(Recorded information begins)

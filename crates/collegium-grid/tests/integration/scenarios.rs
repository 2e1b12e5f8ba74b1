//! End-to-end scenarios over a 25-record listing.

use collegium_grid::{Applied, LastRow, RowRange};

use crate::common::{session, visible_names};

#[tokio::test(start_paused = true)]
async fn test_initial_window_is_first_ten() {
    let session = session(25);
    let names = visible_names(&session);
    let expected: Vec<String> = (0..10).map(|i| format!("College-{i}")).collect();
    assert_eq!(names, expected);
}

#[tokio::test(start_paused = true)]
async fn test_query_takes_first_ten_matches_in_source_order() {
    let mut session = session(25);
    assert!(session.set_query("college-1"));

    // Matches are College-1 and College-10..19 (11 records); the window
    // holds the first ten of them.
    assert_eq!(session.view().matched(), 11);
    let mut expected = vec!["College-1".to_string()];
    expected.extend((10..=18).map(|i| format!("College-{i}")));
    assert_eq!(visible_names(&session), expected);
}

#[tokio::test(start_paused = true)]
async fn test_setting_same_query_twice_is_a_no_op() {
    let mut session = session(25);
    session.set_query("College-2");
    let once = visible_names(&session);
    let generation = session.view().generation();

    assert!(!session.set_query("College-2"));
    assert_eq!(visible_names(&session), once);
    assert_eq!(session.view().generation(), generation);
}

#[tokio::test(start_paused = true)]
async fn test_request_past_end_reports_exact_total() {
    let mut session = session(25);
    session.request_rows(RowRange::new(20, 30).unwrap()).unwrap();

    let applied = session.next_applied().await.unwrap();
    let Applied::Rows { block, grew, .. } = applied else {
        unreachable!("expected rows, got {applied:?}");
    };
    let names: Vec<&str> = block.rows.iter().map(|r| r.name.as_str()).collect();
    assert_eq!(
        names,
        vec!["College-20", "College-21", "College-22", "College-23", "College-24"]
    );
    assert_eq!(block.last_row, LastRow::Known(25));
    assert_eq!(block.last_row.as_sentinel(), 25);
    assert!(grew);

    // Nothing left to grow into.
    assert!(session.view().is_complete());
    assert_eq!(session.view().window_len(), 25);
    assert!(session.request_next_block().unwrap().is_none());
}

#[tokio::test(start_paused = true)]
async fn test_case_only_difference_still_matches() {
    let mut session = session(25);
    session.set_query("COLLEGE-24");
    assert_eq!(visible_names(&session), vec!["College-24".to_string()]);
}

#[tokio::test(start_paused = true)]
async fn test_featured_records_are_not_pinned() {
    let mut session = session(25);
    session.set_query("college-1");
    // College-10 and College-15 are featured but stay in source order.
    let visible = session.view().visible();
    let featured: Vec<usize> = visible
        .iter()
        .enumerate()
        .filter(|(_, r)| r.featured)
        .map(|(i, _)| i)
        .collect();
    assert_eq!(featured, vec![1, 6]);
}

(Recorded information ends)

> _What is expected_: Output the records above exactly as written.

> _Response to this exercise_:
filename crates/collegium-grid/tests/integration/scenarios.rs
repository 2e1b12e5f8ba74b1
//! End-to-end scenarios over a 25-record listing.

use collegium_grid::{Applied, LastRow, RowRange};

use crate::common::{session, visible_names};

#[tokio::test(start_paused = true)]
async fn test_initial_window_is_first_ten() {
    let session = session(25);
    let names = visible_names(&session);
    let expected: Vec<String> = (0..10).map(|i| format!("College-{i}")).collect();
    assert_eq!(names, expected);
}

#[tokio::test(start_paused = true)]
async fn test_query_takes_first_ten_matches_in_source_order() {
    let mut session = session(25);
    assert!(session.set_query("college-1"));

    // Matches are College-1 and College-10..19 (11 records); the window
    // holds the first ten of them.
    assert_eq!(session.view().matched(), 11);
    let mut expected = vec!["College-1".to_string()];
    expected.extend((10..=18).map(|i| format!("College-{i}")));
    assert_eq!(visible_names(&session), expected);
}

#[tokio::test(start_paused = true)]
async fn test_setting_same_query_twice_is_a_no_op() {
    let mut session = session(25);
    session.set_query("College-2");
    let once = visible_names(&session);
    let generation = session.view().generation();

    assert!(!session.set_query("College-2"));
    assert_eq!(visible_names(&session), once);
    assert_eq!(session.view().generation(), generation);
}

#[tokio::test(start_paused = true)]
async fn test_request_past_end_reports_exact_total() {
    let mut session = session(25);
    session.request_rows(RowRange::new(20, 30).unwrap()).unwrap();

    let applied = session.next_applied().await.unwrap();
    let Applied::Rows { block, grew, .. } = applied else {
        unreachable!("expected rows, got {applied:?}");
    };
    let names: Vec<&str> = block.rows.iter().map(|r| r.name.as_str()).collect();
    assert_eq!(
        names,
        vec!["College-20", "College-21", "College-22", "College-23", "College-24"]
    );
    assert_eq!(block.last_row, LastRow::Known(25));
    assert_eq!(block.last_row.as_sentinel(), 25);
    assert!(grew);

    // Nothing left to grow into.
    assert!(session.view().is_complete());
    assert_eq!(session.view().window_len(), 25);
    assert!(session.request_next_block().unwrap().is_none());
}

#[tokio::test(start_paused = true)]
async fn test_case_only_difference_still_matches() {
    let mut session = session(25);
    session.set_query("COLLEGE-24");
    assert_eq!(visible_names(&session), vec!["College-24".to_string()]);
}

#[tokio::test(start_paused = true)]
async fn test_featured_records_are_not_pinned() {
    let mut session = session(25);
    session.set_query("college-1");
    // College-10 and College-15 are featured but stay in source order.
    let visible = session.view().visible();
    let featured: Vec<usize> = visible
        .iter()
        .enumerate()
        .filter(|(_, r)| r.featured)
        .map(|(i, _)| i)
        .collect();
    assert_eq!(featured, vec![1, 6]);
}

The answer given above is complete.